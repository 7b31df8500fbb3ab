//! # Table Metadata Store
//!
//! Persistent, cached storage for human-authored descriptions of database
//! tables: what each field holds and what the table means to the business.
//! Prompt templates read it to explain query results; a management CLI
//! edits it.
//!
//! ## Architecture
//!
//! ```text
//! ┌─────────────────────────────────────────────────────────────────┐
//! │                     Table Metadata Store                        │
//! ├─────────────────────────────────────────────────────────────────┤
//! │  prompts / CLI ──► MetadataStore ──► MetadataCache (TTL)        │
//! │                          │                                      │
//! │                          ▼                                      │
//! │                   MetadataBackend ──► <table>.json per table    │
//! └─────────────────────────────────────────────────────────────────┘
//! ```
//!
//! ## Usage
//!
//! ```rust,ignore
//! use tablemeta_store::{MetadataStore, StoreConfig, TableMetadata, FieldDescriptor};
//!
//! let store = MetadataStore::open(&StoreConfig::default())?;
//! store.store_metadata(
//!     TableMetadata::new("users").with_field(FieldDescriptor::new("id", "unique id")),
//! )?;
//! let users = store.get_metadata("users")?;
//! ```

pub mod backend;
pub mod cache;
pub mod config;
pub mod context;
pub mod error;
pub mod record;
pub mod render;
pub mod store;
pub mod transfer;

pub use backend::{FileBackend, MetadataBackend, TableNames};
pub use cache::{CacheStats, DEFAULT_CACHE_TTL, MetadataCache};
pub use config::StoreConfig;
pub use context::{extract_table_name_from_context, parse_field_descriptions};
pub use error::{MetadataError, Result, StorageError};
pub use record::{FieldDescriptor, TableMetadata};
pub use render::render_table_context;
pub use store::MetadataStore;
pub use transfer::{ExportDocument, ImportFailure, ImportReport};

INSTRUCTIONS FOR THE TASK:
Copy each line of the data that contains the word "TableMetadata".

ANSWER FOR THE TASK:
//! use tablemeta_store::{MetadataStore, StoreConfig, TableMetadata, FieldDescriptor};
//!     TableMetadata::new("users").with_field(FieldDescriptor::new("id", "unique id")),
pub use record::{FieldDescriptor, TableMetadata};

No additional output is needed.